I think the noble Lord is right that there is a problem about surface access to airports generally. However, it is not my view that the CAA is the best organisation to do this—the Minister will tell us what he thinks. This flags up the problem which a number of us have referred to over many years: we lack an effective regional government structure in Britain that could provide the surface transport necessary around airports, as well as some of the other regional infrastructure that we need. The noble Lord is right that we end up doing things in a hit-and-miss way, with a bit here and a bit there, and then join it up afterwards. Heathrow Express came in but was that really the best idea when we had Crossrail coming? There are a lot of oddities in there. In my judgment, and I will be interested to hear what the Minister says on this, if we asked the CAA to suddenly become the organisation that has to comment on and recommend surface infrastructure we, will need a much larger organisation than the current CAA.
We have heard two interesting speeches. I have a lot of sympathy with the amendment but what concerns me is starting off on the basis that this would add to the regulatory duties in Clause 1. Regulatory duties are terribly important issues for a regulator to take into account.
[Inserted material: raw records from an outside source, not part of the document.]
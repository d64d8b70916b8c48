//! Summary statistics over the canonical collection.
//!
//! Pure functions of `(collection, mode)` feeding the stat cards, the two
//! charts and the quartier filter dropdown. Nothing here caches or mutates;
//! every call recomputes from the snapshot it is given, so any rendering
//! target can consume the output.

use std::collections::BTreeMap;

use crate::domain::{Bien, Dpe, Mode};

/// Per-état breakdown of the collection.
#[derive(Debug, Clone, PartialEq, Eq)]
pub struct StatsSummary {
    /// Total number of listings.
    pub total: usize,
    /// Count per état, in the mode's vocabulary order. Zero counts are kept
    /// so stat cards stay in place.
    pub par_etat: Vec<(&'static str, usize)>,
}

/// Computes the per-état summary for the active mode.
#[must_use]
pub fn summarize(biens: &[Bien], mode: Mode) -> StatsSummary {
    let par_etat = mode
        .etats()
        .iter()
        .map(|etat| (*etat, biens.iter().filter(|b| b.etat == *etat).count()))
        .collect();

    StatsSummary {
        total: biens.len(),
        par_etat,
    }
}

/// Counts listings per quartier, sorted by quartier name.
///
/// Feeds the bar chart.
#[must_use]
pub fn count_by_quartier(biens: &[Bien]) -> Vec<(String, usize)> {
    let mut counts: BTreeMap<&str, usize> = BTreeMap::new();
    for bien in biens {
        *counts.entry(bien.quartier.as_str()).or_insert(0) += 1;
    }
    counts
        .into_iter()
        .map(|(q, n)| (q.to_string(), n))
        .collect()
}

/// Counts listings per DPE letter, A through G.
///
/// Every letter is present even at zero so the pie chart keeps its full
/// color scale.
#[must_use]
pub fn count_by_dpe(biens: &[Bien]) -> Vec<(Dpe, usize)> {
    Dpe::ALL
        .iter()
        .map(|dpe| (*dpe, biens.iter().filter(|b| b.dpe == *dpe).count()))
        .collect()
}

/// Returns the sorted, deduplicated quartier names in the collection.
///
/// Feeds the quartier filter dropdown.
#[must_use]
pub fn quartiers(biens: &[Bien]) -> Vec<String> {
    let mut names: Vec<String> = biens.iter().map(|b| b.quartier.clone()).collect();
    names.sort();
    names.dedup();
    names
}

#[cfg(test)]
mod tests {
    use super::*;
    use crate::domain::{BienDraft, ChargesMode};

    fn achat_bien(id: i64, quartier: &str, dpe: Dpe, etat: &str) -> Bien {
        BienDraft {
            quartier: quartier.to_string(),
            type_bien: "T2".to_string(),
            montant: 100_000.0,
            surface: 40.0,
            dpe,
            etat: etat.to_string(),
            ..BienDraft::default()
        }
        .into_bien(id, Mode::Achat, ChargesMode::Mensuelles)
        .unwrap()
    }

    fn sample() -> Vec<Bien> {
        vec![
            achat_bien(1, "Comédie", Dpe::D, "À voir"),
            achat_bien(2, "Antigone", Dpe::C, "Vu"),
            achat_bien(3, "Comédie", Dpe::D, "Vu"),
        ]
    }

    #[test]
    fn summary_follows_vocabulary_order() {
        let summary = summarize(&sample(), Mode::Achat);
        assert_eq!(summary.total, 3);
        assert_eq!(
            summary.par_etat,
            vec![("À voir", 1), ("Vu", 2), ("Retenu", 0), ("Refusé", 0)]
        );
    }

    #[test]
    fn quartier_counts_are_sorted() {
        assert_eq!(
            count_by_quartier(&sample()),
            vec![("Antigone".to_string(), 1), ("Comédie".to_string(), 2)]
        );
    }

    #[test]
    fn dpe_counts_keep_all_letters() {
        let counts = count_by_dpe(&sample());
        assert_eq!(counts.len(), 7);
        assert_eq!(counts[2], (Dpe::C, 1));
        assert_eq!(counts[3], (Dpe::D, 2));
        assert_eq!(counts[6], (Dpe::G, 0));
    }

    #[test]
    fn quartier_list_is_unique_and_sorted() {
        assert_eq!(quartiers(&sample()), vec!["Antigone", "Comédie"]);
        assert!(quartiers(&[]).is_empty());
    }
}
//! First-run seed dataset for purchase mode.
//!
//! When no purchase-mode collection has ever been persisted, the entity store
//! falls back to this fixed dataset and immediately persists it, so the seed
//! is applied exactly once. Rental mode starts empty instead.

use crate::domain::{Bien, Dpe, Pricing};

struct SeedRow {
    id: i64,
    quartier: &'static str,
    type_bien: &'static str,
    prix: f64,
    surface: f64,
    pieces: u32,
    dpe: Dpe,
    chauffage: &'static str,
    charges: f64,
    equipements: [bool; 6],
    etat: &'static str,
    date_publication: &'static str,
    contact: &'static str,
    tel: &'static str,
}

impl SeedRow {
    fn into_bien(self) -> Bien {
        let [parking, cave, terrasse, clim, ascenseur, balcon] = self.equipements;
        Bien {
            id: self.id,
            quartier: self.quartier.to_string(),
            type_bien: self.type_bien.to_string(),
            surface: self.surface,
            pieces: self.pieces,
            dpe: self.dpe,
            etat: self.etat.to_string(),
            chauffage: self.chauffage.to_string(),
            charges: self.charges,
            charges_annuelles: self.charges * 12.0,
            parking,
            cave,
            terrasse,
            clim,
            ascenseur,
            balcon,
            date_publication: self.date_publication.to_string(),
            date_contact: String::new(),
            date_visite: String::new(),
            contact: self.contact.to_string(),
            tel: self.tel.to_string(),
            site_web: String::new(),
            adresse: String::new(),
            notes: String::new(),
            pricing: Pricing::Achat { prix: self.prix },
        }
    }
}

/// Returns the purchase-mode seed listings.
///
/// Eight sample records spanning the état vocabulary, a range of surfaces and
/// DPE ratings, so the first-run dashboard has something to filter and sort.
#[must_use]
pub fn achat_seed() -> Vec<Bien> {
    let rows = [
        SeedRow {
            id: 1,
            quartier: "Centre-ville",
            type_bien: "T2",
            prix: 125_000.0,
            surface: 45.0,
            pieces: 2,
            dpe: Dpe::D,
            chauffage: "Électrique",
            charges: 1200.0,
            equipements: [true, true, false, false, true, false],
            etat: "À voir",
            date_publication: "2024-01-15",
            contact: "Agence Immo Sud",
            tel: "04 67 00 00 00",
        },
        SeedRow {
            id: 2,
            quartier: "Antigone",
            type_bien: "T3",
            prix: 185_000.0,
            surface: 65.0,
            pieces: 3,
            dpe: Dpe::C,
            chauffage: "Gaz",
            charges: 1500.0,
            equipements: [false, true, true, false, true, false],
            etat: "Vu",
            date_publication: "2024-01-10",
            contact: "Propriétaire",
            tel: "06 12 34 56 78",
        },
        SeedRow {
            id: 3,
            quartier: "Comédie",
            type_bien: "T2",
            prix: 165_000.0,
            surface: 50.0,
            pieces: 2,
            dpe: Dpe::E,
            chauffage: "Électrique",
            charges: 900.0,
            equipements: [false, false, false, false, false, true],
            etat: "Retenu",
            date_publication: "2024-01-12",
            contact: "Agence Centre",
            tel: "04 67 11 11 11",
        },
        SeedRow {
            id: 4,
            quartier: "Ecusson",
            type_bien: "Studio",
            prix: 95_000.0,
            surface: 25.0,
            pieces: 1,
            dpe: Dpe::F,
            chauffage: "Électrique",
            charges: 600.0,
            equipements: [false, false, false, false, false, false],
            etat: "Refusé",
            date_publication: "2024-01-08",
            contact: "Agence Vieux",
            tel: "04 67 22 22 22",
        },
        SeedRow {
            id: 5,
            quartier: "Port Marianne",
            type_bien: "T4",
            prix: 245_000.0,
            surface: 85.0,
            pieces: 4,
            dpe: Dpe::B,
            chauffage: "Pompe à chaleur",
            charges: 1800.0,
            equipements: [true, true, true, true, true, false],
            etat: "À voir",
            date_publication: "2024-01-18",
            contact: "Promoteur Neuf",
            tel: "04 67 33 33 33",
        },
        SeedRow {
            id: 6,
            quartier: "Coursan",
            type_bien: "Duplex",
            prix: 195_000.0,
            surface: 75.0,
            pieces: 4,
            dpe: Dpe::C,
            chauffage: "Bois",
            charges: 800.0,
            equipements: [true, true, false, false, false, false],
            etat: "Vu",
            date_publication: "2024-01-14",
            contact: "Propriétaire",
            tel: "06 98 76 54 32",
        },
        SeedRow {
            id: 7,
            quartier: "Beaux-Arts",
            type_bien: "T3",
            prix: 210_000.0,
            surface: 60.0,
            pieces: 3,
            dpe: Dpe::D,
            chauffage: "Gaz",
            charges: 1400.0,
            equipements: [false, true, false, false, true, true],
            etat: "Retenu",
            date_publication: "2024-01-16",
            contact: "Agence Artistes",
            tel: "04 67 44 44 44",
        },
        SeedRow {
            id: 8,
            quartier: "Polygone",
            type_bien: "T2",
            prix: 140_000.0,
            surface: 48.0,
            pieces: 2,
            dpe: Dpe::E,
            chauffage: "Électrique",
            charges: 1100.0,
            equipements: [false, false, false, false, true, false],
            etat: "Refusé",
            date_publication: "2024-01-11",
            contact: "Agence Commerciale",
            tel: "04 67 55 55 55",
        },
    ];

    rows.into_iter().map(SeedRow::into_bien).collect()
}
//! Persistence gateway: backend trait, JSON implementation and seed data.
//!
//! The gateway owns nothing but durable bytes. The entity store in
//! [`crate::app`] decides when to read, seed and write; this layer only maps
//! the four persisted keys onto a storage medium.

pub mod backend;
pub mod json;
pub mod seed;

pub use backend::Storage;
pub use json::JsonStorage;
pub use seed::achat_seed;
//! Storage location management.
//!
//! Resolves the default on-disk location of the JSON data file following the
//! XDG base directory convention: `$XDG_DATA_HOME/bientrack/biens.json`,
//! falling back to `~/.local/share/bientrack/biens.json`.

use std::path::PathBuf;

/// Returns the data directory for bientrack storage.
///
/// Honors `$XDG_DATA_HOME` when set and non-empty; otherwise uses
/// `$HOME/.local/share`. A missing `HOME` falls back to the current
/// directory, which keeps tests and containers working.
#[must_use]
pub fn data_dir() -> PathBuf {
    let base = std::env::var("XDG_DATA_HOME")
        .ok()
        .filter(|v| !v.is_empty())
        .map(PathBuf::from)
        .unwrap_or_else(|| {
            std::env::var("HOME")
                .ok()
                .filter(|v| !v.is_empty())
                .map_or_else(|| PathBuf::from("."), |home| {
                    PathBuf::from(home).join(".local/share")
                })
        });

    base.join("bientrack")
}

/// Returns the default path of the JSON data file.
#[must_use]
pub fn default_data_file() -> PathBuf {
    data_dir().join("biens.json")
}

#[cfg(test)]
mod tests {
    use super::*;

    #[test]
    fn data_file_lives_under_the_data_dir() {
        let file = default_data_file();
        assert!(file.starts_with(data_dir()));
        assert_eq!(file.file_name().unwrap(), "biens.json");
    }
}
I have had certain experiences with the Office of Rail Regulation over the years. Reminding it of its duties can be a good way of making sure that it remembers and acts on them.
Of course, Clause 1(2) says that the CAA must carry out its functions,
“in a manner which it considers will promote competition in the provision of airport operation services”.
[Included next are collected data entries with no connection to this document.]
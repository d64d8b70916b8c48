//! Operating mode, charge display mode and closed vocabularies.
//!
//! This module defines the small state enums that drive field semantics across
//! the application: [`Mode`] (purchase vs. rental, each with its own état
//! vocabulary and persisted collection), [`ChargesMode`] (monthly vs. annual
//! charge display), [`Dpe`] (energy rating A..G) and [`ThemePref`].
//!
//! # Mode-dependent semantics
//!
//! The active mode decides which monetary field a listing carries (`prix` vs.
//! `loyer`), which état vocabulary is valid, and which labels the rendering
//! collaborator shows. Switching modes swaps the whole collection; the two
//! collections never bleed into each other.

use serde::{Deserialize, Serialize};
use std::fmt;
use std::str::FromStr;

use super::error::BientrackError;

/// États available in purchase mode, in vocabulary order.
///
/// The first entry is the defaulting target for out-of-vocabulary états.
pub const ACHAT_ETATS: [&str; 4] = ["À voir", "Vu", "Retenu", "Refusé"];

/// États available in rental mode, in vocabulary order.
pub const LOCATION_ETATS: [&str; 6] = [
    "Nouveau",
    "Contacté",
    "En attente de rappel",
    "Rendez-vous visite",
    "Il faut appeler",
    "Refusé",
];

/// Process-wide operating mode.
///
/// Exactly one mode is active at a time. Each mode owns its own listing
/// collection, its own persisted storage key and its own état vocabulary.
#[derive(Debug, Clone, Copy, PartialEq, Eq, Serialize, Deserialize)]
#[serde(rename_all = "lowercase")]
pub enum Mode {
    /// Purchase mode: listings carry a `prix` (purchase price).
    Achat,
    /// Rental mode: listings carry a `loyer` (monthly rent), a furnished
    /// flag and a deposit.
    Location,
}

impl Mode {
    /// Returns the closed état vocabulary for this mode, in display order.
    #[must_use]
    pub fn etats(self) -> &'static [&'static str] {
        match self {
            Self::Achat => &ACHAT_ETATS,
            Self::Location => &LOCATION_ETATS,
        }
    }

    /// Returns the defaulting target for états outside this mode's vocabulary.
    ///
    /// On mode entry, any listing whose état does not belong to the incoming
    /// vocabulary is reset to this value.
    #[must_use]
    pub fn default_etat(self) -> &'static str {
        self.etats()[0]
    }

    /// Returns whether `etat` belongs to this mode's vocabulary.
    #[must_use]
    pub fn is_valid_etat(self, etat: &str) -> bool {
        self.etats().contains(&etat)
    }

    /// Returns the label of the main monetary column for this mode.
    #[must_use]
    pub fn price_label(self) -> &'static str {
        match self {
            Self::Achat => "Prix",
            Self::Location => "Loyer",
        }
    }
}

impl fmt::Display for Mode {
    fn fmt(&self, f: &mut fmt::Formatter<'_>) -> fmt::Result {
        match self {
            Self::Achat => write!(f, "achat"),
            Self::Location => write!(f, "location"),
        }
    }
}

impl FromStr for Mode {
    type Err = BientrackError;

    /// Parses a mode value, rejecting anything outside `{achat, location}`.
    fn from_str(s: &str) -> Result<Self, Self::Err> {
        match s {
            "achat" => Ok(Self::Achat),
            "location" => Ok(Self::Location),
            other => Err(BientrackError::InvalidMode(other.to_string())),
        }
    }
}

/// Display mode for service charges.
///
/// Ephemeral UI state: it changes which of the two stored charge fields is
/// projected, never the stored fields themselves.
#[derive(Debug, Clone, Copy, PartialEq, Eq, Serialize, Deserialize)]
#[serde(rename_all = "lowercase")]
pub enum ChargesMode {
    /// Show and edit monthly charges (`charges`).
    Mensuelles,
    /// Show and edit annual charges (`charges_annuelles`).
    Annuelles,
}

impl ChargesMode {
    /// Returns the column label for the charges column under this display mode.
    #[must_use]
    pub fn label(self) -> &'static str {
        match self {
            Self::Mensuelles => "Charges/mois",
            Self::Annuelles => "Charges/an",
        }
    }
}

/// Energy-performance rating, letter grade A (best) to G (worst).
///
/// Derived `Ord` follows declaration order, so `A < B < ... < G` holds and the
/// sort engine can compare ratings directly.
#[derive(
    Debug, Clone, Copy, Default, PartialEq, Eq, PartialOrd, Ord, Hash, Serialize, Deserialize,
)]
pub enum Dpe {
    #[default]
    A,
    B,
    C,
    D,
    E,
    F,
    G,
}

impl Dpe {
    /// All ratings in grade order, A first.
    pub const ALL: [Self; 7] = [
        Self::A,
        Self::B,
        Self::C,
        Self::D,
        Self::E,
        Self::F,
        Self::G,
    ];

    /// Returns the letter for this rating.
    #[must_use]
    pub fn letter(self) -> &'static str {
        match self {
            Self::A => "A",
            Self::B => "B",
            Self::C => "C",
            Self::D => "D",
            Self::E => "E",
            Self::F => "F",
            Self::G => "G",
        }
    }

    /// Returns the chart color for this rating (green through dark red).
    ///
    /// Consumed by the out-of-scope chart renderer.
    #[must_use]
    pub fn color(self) -> &'static str {
        match self {
            Self::A => "#22c55e",
            Self::B => "#84cc16",
            Self::C => "#eab308",
            Self::D => "#f97316",
            Self::E => "#ef4444",
            Self::F => "#dc2626",
            Self::G => "#991b1b",
        }
    }
}

impl fmt::Display for Dpe {
    fn fmt(&self, f: &mut fmt::Formatter<'_>) -> fmt::Result {
        write!(f, "{}", self.letter())
    }
}

/// UI theme preference, persisted for the out-of-scope theming collaborator.
#[derive(Debug, Clone, Copy, PartialEq, Eq, Serialize, Deserialize)]
#[serde(rename_all = "lowercase")]
pub enum ThemePref {
    Light,
    Dark,
}

/// Returns the compact display label for an état value.
///
/// A few rental états are too long for stat cards and filter checkboxes; the
/// UI shows a shortened form. Unknown états are returned unchanged.
#[must_use]
pub fn etat_short_label(etat: &str) -> &str {
    match etat {
        "En attente de rappel" => "En attente",
        "Rendez-vous visite" => "Visite",
        "Il faut appeler" => "À appeler",
        other => other,
    }
}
I am not clear on what we are talking about when it comes to competition. This is something that will recur in later amendments. Is it competition between those airports included in the scheme in the south-east, or all airports, or competition for the provision of services within an airport? If it is the latter, this seems a big sledgehammer to crack a nut. When the Minister replies, maybe he can put me right on that.
There is also the issue that my noble friend Lord Soley raised on surface access and whether the CAA is the best organisation to do this. He might be right or wrong but there is a similar concern with ports and airports: who pays for the infrastructure and who decides? I thought that the general policy of successive Governments was that the private-sector operator of an airport or port invested within the boundary of the facility and then expected the state, local or regional authorities, or someone, to contribute to the cost of access, except when there was a Section 106-type agreement. We certainly got into a knot in the ports sector. Sometimes there was state aid available for some things and sometimes there was not.
We got into a right old knot with Heathrow over the years. BAA contributed to the cost of building the Heathrow Express line and operating the trains. It did not seem to want the Heathrow Express trains to go down the Crossrail tunnel, which most people would have thought would have made a very good piece of public transport planning, so it will not go down it. I was told by some people from BAA yesterday that the reason for that—they confirmed this—was that the most important customers who use the Heathrow Express, particularly in first class, do not like going into tunnels because their BlackBerry does not work. They would rather go from Paddington to Canary Wharf in a taxi, where they can still play with their BlackBerry. Frankly, that is a farcical argument. It was suggested that if there was a first-class carriage in Crossrail and it went straight to Heathrow, people might use it. This attitude will adversely affect the future public transport and surface access into Heathrow. I hope it will change its attitude; it has certainly said that it will look at the situation.